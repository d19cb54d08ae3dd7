//! Content addressing for tiles.
//!
//! A tile's cache key hashes its generation inputs: the seed, the
//! monotonically increasing content version, and a digest of the bytes
//! themselves. Hashing the content version guarantees a fresh key on every
//! successful write, even when a regeneration happens to produce identical
//! pixels.

/// Digest of raw tile bytes, hex-encoded.
pub fn tile_byte_hash(bytes: &[u8]) -> String {
    hex::encode(blake3::hash(bytes).as_bytes())
}

/// Deterministic content hash over a tile's generation inputs, used as the
/// cache-invalidation key and ETag.
pub fn content_hash(seed: u64, content_ver: u64, byte_hash: &str) -> String {
    let mut hasher = blake3::Hasher::new();
    hasher.update(&seed.to_le_bytes());
    hasher.update(&content_ver.to_le_bytes());
    hasher.update(byte_hash.as_bytes());
    hex::encode(hasher.finalize().as_bytes())
}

▶ [Task directions]
Every entry is to be repeated exactly as it stands.

▶ [Response area]
repository d19cb54d08ae3dd7
//! Content addressing for tiles.
//!
//! A tile's cache key hashes its generation inputs: the seed, the
//! monotonically increasing content version, and a digest of the bytes
//! themselves. Hashing the content version guarantees a fresh key on every
//! successful write, even when a regeneration happens to produce identical
//! pixels.

/// Digest of raw tile bytes, hex-encoded.
pub fn tile_byte_hash(bytes: &[u8]) -> String {
    hex::encode(blake3::hash(bytes).as_bytes())
}

/// Deterministic content hash over a tile's generation inputs, used as the
/// cache-invalidation key and ETag.
pub fn content_hash(seed: u64, content_ver: u64, byte_hash: &str) -> String {
    let mut hasher = blake3::Hasher::new();
    hasher.update(&seed.to_le_bytes());
    hasher.update(&content_ver.to_le_bytes());
    hasher.update(byte_hash.as_bytes());
    hex::encode(hasher.finalize().as_bytes())
}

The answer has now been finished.